A 4ª Turma do Tribunal Regional Federal da 4ª Região confirmou, na terça-feira (11/10), que uma profissional de Educação Física formada em curso de Licenciatura tem sua atuação restrita ao magistério, não podendo exercer atividades em academias, clubes ou empresas. A apelação foi julgada em segunda instância menos de cinco meses após a ação ter sido impetrada, por meio do processo eletrônico (e-Proc), na Justiça Federal de Curitiba, em maio deste ano. 

Formada em Licenciatura em Educação Física pela Universidade Paranaense (Unipar) em 2010, a autora da ação foi notificada pelo Conselho Regional de Educação Física – 9ª Região/PR (CREF-9) de que estava habilitada para o exercício da profissão apenas no âmbito do magistério. Contra esse ato, ela ingressou com um Mandado de Segurança na Justiça Federal de Curitiba.

Depois de a primeira instância negar seu pedido, a autora recorreu ao TRF-4. Ao analisar o caso, o desembargador federal Vilson Darós, relator da Apelação, negou o recurso. Segundo ele, quando a autora iniciou o curso, em 2005, estava submetida às regras do artigo 62 da Lei de Diretrizes e Bases da Educação (regulada pelas Resoluções nº 01/2002 e nº 7/2004, do Conselho Nacional de Educação). O texto, de acordo com Darós, “estabeleceu a Licenciatura de graduação plena como formação dirigida ao ensino em sala de aula”.

O desembargador lembrou que, caso fosse do interesse da autora atuar em outra área, deveria ter optado pelo curso de bacharelado, oferecido pela mesma instituição de ensino em que se formou. Para Darós, cada modalidade de formação possui uma grade curricular própria, voltada para a área de atuação específica dos seus egressos.
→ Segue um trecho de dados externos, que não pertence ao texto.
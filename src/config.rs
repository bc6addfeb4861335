//! Configuration management for the time capsule.
//!
//! Values are read from environment variables, which may be seeded from a
//! `.env` file in the local data directory. Catalog endpoints fall back to the
//! public Spotify defaults; values without a sensible default are required and
//! surface as [`CapsuleError::Configuration`] when missing.
//!
//! The lookup order is:
//! 1. Environment variables (highest priority)
//! 2. `.env` file in the local data directory
//! 3. Application defaults (where applicable)

use std::{env, path::PathBuf};

use crate::{
    Res,
    calendar::{SeasonMap, build_season_map},
    errors::CapsuleError,
    utils,
};

const DEFAULT_API_URL: &str = "https://api.spotify.com/v1";
const DEFAULT_AUTH_URL: &str = "https://accounts.spotify.com/authorize";
const DEFAULT_TOKEN_URL: &str = "https://accounts.spotify.com/api/token";
const DEFAULT_SCOPE: &str =
    "playlist-read-collaborative playlist-modify-public playlist-read-private playlist-modify-private";
const DEFAULT_SERVER_ADDRESS: &str = "127.0.0.1:3000";
const DEFAULT_CAPSULE_YEARS: &str = "2019,2020,2021,2022";
const DEFAULT_COUNTER_URL: &str = "http://localhost:8080/api/playlists";

/// Returns the directory holding the `.env` file, caches and the token.
///
/// - Linux: `~/.local/share/timecapsule`
/// - macOS: `~/Library/Application Support/timecapsule`
/// - Windows: `%LOCALAPPDATA%/timecapsule`
pub fn data_dir() -> PathBuf {
    let mut path = dirs::data_local_dir().unwrap_or_else(|| PathBuf::from("."));
    path.push("timecapsule");
    path
}

/// Loads environment variables from `<data dir>/.env`.
///
/// Creates the data directory if needed. A missing `.env` file is not an
/// error, since every value can also come from the process environment.
///
/// # Errors
///
/// Returns an error string if the directory cannot be created or the file
/// exists but cannot be parsed.
pub async fn load_env() -> Result<(), String> {
    let dir = data_dir();
    async_fs::create_dir_all(&dir)
        .await
        .map_err(|e| e.to_string())?;

    let path = dir.join(".env");
    if path.is_file() {
        dotenv::from_path(&path).map_err(|e| e.to_string())?;
    }
    Ok(())
}

fn var_or(name: &str, default: &str) -> String {
    env::var(name)
        .ok()
        .filter(|v| !v.trim().is_empty())
        .unwrap_or_else(|| default.to_string())
}

fn required(name: &str) -> Res<String> {
    env::var(name)
        .ok()
        .filter(|v| !v.trim().is_empty())
        .ok_or_else(|| CapsuleError::Configuration(format!("{} must be set", name)))
}

/// Address the local OAuth callback server binds to (`SERVER_ADDRESS`).
pub fn server_addr() -> String {
    var_or("SERVER_ADDRESS", DEFAULT_SERVER_ADDRESS)
}

/// Client id of the registered Spotify application (`SPOTIFY_API_AUTH_CLIENT_ID`).
pub fn spotify_client_id() -> Res<String> {
    required("SPOTIFY_API_AUTH_CLIENT_ID")
}

/// Redirect URI registered with the Spotify application (`SPOTIFY_API_REDIRECT_URI`).
///
/// Defaults to the callback route of the local server.
pub fn spotify_redirect_uri() -> String {
    env::var("SPOTIFY_API_REDIRECT_URI")
        .ok()
        .filter(|v| !v.trim().is_empty())
        .unwrap_or_else(|| format!("http://{}/callback", server_addr()))
}

/// Space separated OAuth scopes (`SPOTIFY_API_AUTH_SCOPE`).
pub fn spotify_scope() -> String {
    var_or("SPOTIFY_API_AUTH_SCOPE", DEFAULT_SCOPE)
}

pub fn spotify_apiauth_url() -> String {
    var_or("SPOTIFY_API_AUTH_URL", DEFAULT_AUTH_URL)
}

/// Base URL of the Web API (`SPOTIFY_API_URL`), e.g. `https://api.spotify.com/v1`.
pub fn spotify_apiurl() -> String {
    var_or("SPOTIFY_API_URL", DEFAULT_API_URL)
}

pub fn spotify_apitoken_url() -> String {
    var_or("SPOTIFY_API_TOKEN_URL", DEFAULT_TOKEN_URL)
}

/// Base URL of the playlist counter service (`PLAYLIST_COUNTER_URL`).
pub fn playlist_counter_url() -> String {
    var_or("PLAYLIST_COUNTER_URL", DEFAULT_COUNTER_URL)
}

/// Years offered for selection (`CAPSULE_YEARS`, comma separated).
pub fn capsule_years() -> Res<Vec<i32>> {
    let raw = var_or("CAPSULE_YEARS", DEFAULT_CAPSULE_YEARS);
    utils::parse_years(&raw).map_err(CapsuleError::Configuration)
}

/// Builds the process-wide season map from `CAPSULE_YEARS`.
///
/// # Errors
///
/// [`CapsuleError::Configuration`] if the list is empty or contains something
/// that is not a year.
pub fn season_map() -> Res<SeasonMap> {
    build_season_map(capsule_years()?)
}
Ele salientou que o histórico escolar da autora evidencia que ela fez estágio apenas nas áreas de Educação Física Infantil, nos ensinos fundamental e médio e cursou algumas disciplinas típicas do bacharelado (como dança e folclore, recreação e lazer), “mas não todas as necessárias”. Com informações da Assessoria de Imprensa do TRF-4.